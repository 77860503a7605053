//! The WebSocket connection pool (C4): admission, the three-way index,
//! broadcast fan-out, and slow-consumer eviction.

use std::sync::Arc;
use std::sync::atomic::{AtomicU64, Ordering};

use dashmap::{DashMap, DashSet};
use serde::Serialize;
use tracing::{debug, warn};

use super::types::{ClientHandle, MemoryEvent, OutboundMessage};

/// Outcome of attempting to admit a new client.
#[derive(Debug, Clone, Copy, PartialEq, Eq)]
pub enum Admission {
    /// The client was admitted.
    Ok,
    /// The pool is at `max_connections` capacity.
    Full,
}

/// Point-in-time pool statistics, returned by the `/ws/status` management endpoint.
#[derive(Debug, Clone, Copy, Default, Serialize)]
pub struct PoolMetrics {
    /// Currently connected clients.
    pub active: usize,
    /// Clients ever admitted, including since-removed ones.
    pub total_ever: u64,
    /// Clients evicted for being slow consumers.
    pub evictions: u64,
    /// Remaining admission capacity.
    pub available_capacity: usize,
}

/// Thread-safe registry of connected WebSocket clients, indexed by id,
/// repository, and session. A client is present in all three indexes or
/// none — every mutating operation maintains that invariant before
/// returning.
pub struct ConnectionPool {
    by_id: DashMap<String, Arc<ClientHandle>>,
    by_repository: DashMap<String, DashSet<String>>,
    by_session: DashMap<String, DashSet<String>>,
    max_connections: usize,
    total_ever: AtomicU64,
    evictions: AtomicU64,
}

impl ConnectionPool {
    /// Build a pool admitting at most `max_connections` concurrent clients.
    pub fn new(max_connections: usize) -> Self {
        Self {
            by_id: DashMap::new(),
            by_repository: DashMap::new(),
            by_session: DashMap::new(),
            max_connections,
            total_ever: AtomicU64::new(0),
            evictions: AtomicU64::new(0),
        }
    }

    /// Admit `client` if capacity allows, inserting it into all three
    /// indexes atomically with respect to observers of this pool.
    pub fn add(&self, client: Arc<ClientHandle>) -> Admission {
        if self.by_id.len() >= self.max_connections {
            return Admission::Full;
        }

        self.by_repository
            .entry(client.repository.clone())
            .or_default()
            .insert(client.id.clone());
        self.by_session
            .entry(client.session_id.clone())
            .or_default()
            .insert(client.id.clone());
        self.by_id.insert(client.id.clone(), client);
        self.total_ever.fetch_add(1, Ordering::Relaxed);
        Admission::Ok
    }

    /// Remove a client by id. Idempotent: removing an unknown id is a no-op.
    pub fn remove(&self, client_id: &str) {
        if let Some((_, client)) = self.by_id.remove(client_id) {
            if let Some(set) = self.by_repository.get(&client.repository) {
                set.remove(client_id);
            }
            if let Some(set) = self.by_session.get(&client.session_id) {
                set.remove(client_id);
            }
        }
    }

    /// Look up a client by id.
    pub fn get(&self, client_id: &str) -> Option<Arc<ClientHandle>> {
        self.by_id.get(client_id).map(|entry| entry.value().clone())
    }

    /// All clients scoped to `repository`.
    pub fn get_by_repository(&self, repository: &str) -> Vec<Arc<ClientHandle>> {
        self.by_repository
            .get(repository)
            .map(|set| set.iter().filter_map(|id| self.get(&id)).collect())
            .unwrap_or_default()
    }

    /// All clients scoped to `session_id`.
    pub fn get_by_session(&self, session_id: &str) -> Vec<Arc<ClientHandle>> {
        self.by_session
            .get(session_id)
            .map(|set| set.iter().filter_map(|id| self.get(&id)).collect())
            .unwrap_or_default()
    }

    /// Every connected client.
    pub fn get_all(&self) -> Vec<Arc<ClientHandle>> {
        self.by_id.iter().map(|entry| entry.value().clone()).collect()
    }

    /// Fan out `event` to every connected client. Clients whose outbound
    /// queue is full are marked laggy; a second consecutive full
    /// enqueue evicts and closes them (the slow-consumer policy).
    ///
    /// Returns the number of clients the event was actually delivered to.
    pub fn broadcast(&self, event: &MemoryEvent) -> usize {
        let payload = match serde_json::to_string(event) {
            Ok(s) => s,
            Err(error) => {
                warn!(%error, "failed to serialize broadcast event");
                return 0;
            }
        };

        let mut delivered = 0;
        let mut to_evict = Vec::new();

        for entry in self.by_id.iter() {
            let client = entry.value();
            match client.outbound.try_send(OutboundMessage(payload.clone())) {
                Ok(()) => {
                    client.record_delivered();
                    delivered += 1;
                }
                Err(_full_or_closed) => {
                    if client.record_full_attempt() {
                        to_evict.push(client.id.clone());
                    } else {
                        debug!(client_id = %client.id, "client outbound queue full, marking laggy");
                    }
                }
            }
        }

        for id in to_evict {
            warn!(client_id = %id, "evicting slow consumer");
            self.remove(&id);
            self.evictions.fetch_add(1, Ordering::Relaxed);
        }

        delivered
    }

    /// Snapshot metrics for the `/ws/status` management endpoint.
    pub fn metrics(&self) -> PoolMetrics {
        let active = self.by_id.len();
        PoolMetrics {
            active,
            total_ever: self.total_ever.load(Ordering::Relaxed),
            evictions: self.evictions.load(Ordering::Relaxed),
            available_capacity: self.max_connections.saturating_sub(active),
        }
    }

    /// Whether a client is present in all three indexes (used by tests
    /// to assert the "all or none" invariant).
    #[cfg(test)]
    fn indexed_everywhere(&self, client_id: &str, repository: &str, session_id: &str) -> bool {
        self.by_id.contains_key(client_id)
            && self
                .by_repository
                .get(repository)
                .map(|s| s.contains(client_id))
                .unwrap_or(false)
            && self
                .by_session
                .get(session_id)
                .map(|s| s.contains(client_id))
                .unwrap_or(false)
    }

    #[cfg(test)]
    fn indexed_nowhere(&self, client_id: &str, repository: &str, session_id: &str) -> bool {
        !self.by_id.contains_key(client_id)
            && !self
                .by_repository
                .get(repository)
                .map(|s| s.contains(client_id))
                .unwrap_or(false)
            && !self
                .by_session
                .get(session_id)
                .map(|s| s.contains(client_id))
                .unwrap_or(false)
    }
}

#[cfg(test)]
mod tests {
    use super::*;

    fn client(id: &str, repo: &str, session: &str, buf: usize) -> Arc<ClientHandle> {
        let (tx, rx) = tokio::sync::mpsc::channel(buf);
        std::mem::forget(rx); // keep the channel open for the test's duration
        ClientHandle::new(id, repo, session, tx)
    }

    #[test]
    fn admitted_client_is_indexed_everywhere() {
        let pool = ConnectionPool::new(10);
        let c = client("c1", "repo", "sess", 4);
        assert_eq!(pool.add(c), Admission::Ok);
        assert!(pool.indexed_everywhere("c1", "repo", "sess"));
    }

    #[test]
    fn removed_client_is_indexed_nowhere() {
        let pool = ConnectionPool::new(10);
        let c = client("c1", "repo", "sess", 4);
        pool.add(c);
        pool.remove("c1");
        assert!(pool.indexed_nowhere("c1", "repo", "sess"));
    }

    #[test]
    fn remove_is_idempotent() {
        let pool = ConnectionPool::new(10);
        pool.remove("does-not-exist");
        pool.remove("does-not-exist");
    }

    #[test]
    fn admission_rejects_past_capacity() {
        let pool = ConnectionPool::new(1);
        assert_eq!(pool.add(client("c1", "r", "s", 4)), Admission::Ok);
        assert_eq!(pool.add(client("c2", "r", "s", 4)), Admission::Full);
    }

    #[test]
    fn broadcast_to_zero_clients_is_a_no_op() {
        let pool = ConnectionPool::new(10);
        let event = MemoryEvent {
            event_type: "memory.created".into(),
            action: None,
            chunk_id: None,
            repository: None,
            session_id: None,
            data: None,
            timestamp: None,
        };
        assert_eq!(pool.broadcast(&event), 0);
    }

    #[test]
    fn slow_consumer_is_evicted_after_second_full_attempt() {
        let pool = ConnectionPool::new(10);
        let (tx, rx) = tokio::sync::mpsc::channel(1);
        let client = ClientHandle::new("slow", "repo", "sess", tx);
        pool.add(client);

        let event = MemoryEvent {
            event_type: "ping".into(),
            action: None,
            chunk_id: None,
            repository: None,
            session_id: None,
            data: None,
            timestamp: None,
        };

        // First broadcast fills the single slot.
        assert_eq!(pool.broadcast(&event), 1);
        // Second broadcast finds the queue still full: first full attempt, laggy.
        assert_eq!(pool.broadcast(&event), 0);
        assert!(pool.get("slow").is_some());
        // Third broadcast: second consecutive full attempt, evicted.
        assert_eq!(pool.broadcast(&event), 0);
        assert!(pool.get("slow").is_none());

        drop(rx);
    }

    #[test]
    fn get_by_repository_and_session_scope_correctly() {
        let pool = ConnectionPool::new(10);
        pool.add(client("a", "repo1", "sess1", 4));
        pool.add(client("b", "repo1", "sess2", 4));
        pool.add(client("c", "repo2", "sess1", 4));

        assert_eq!(pool.get_by_repository("repo1").len(), 2);
        assert_eq!(pool.get_by_session("sess1").len(), 2);
        assert_eq!(pool.get_all().len(), 3);
    }
}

Exercise directions →
Look above for the line with "for entry in" and the line with "for id in to_evict". Write out those two lines and all the lines between them, exactly, and no others.

Response area →
        for entry in self.by_id.iter() {
            let client = entry.value();
            match client.outbound.try_send(OutboundMessage(payload.clone())) {
                Ok(()) => {
                    client.record_delivered();
                    delivered += 1;
                }
                Err(_full_or_closed) => {
                    if client.record_full_attempt() {
                        to_evict.push(client.id.clone());
                    } else {
                        debug!(client_id = %client.id, "client outbound queue full, marking laggy");
                    }
                }
            }
        }

        for id in to_evict {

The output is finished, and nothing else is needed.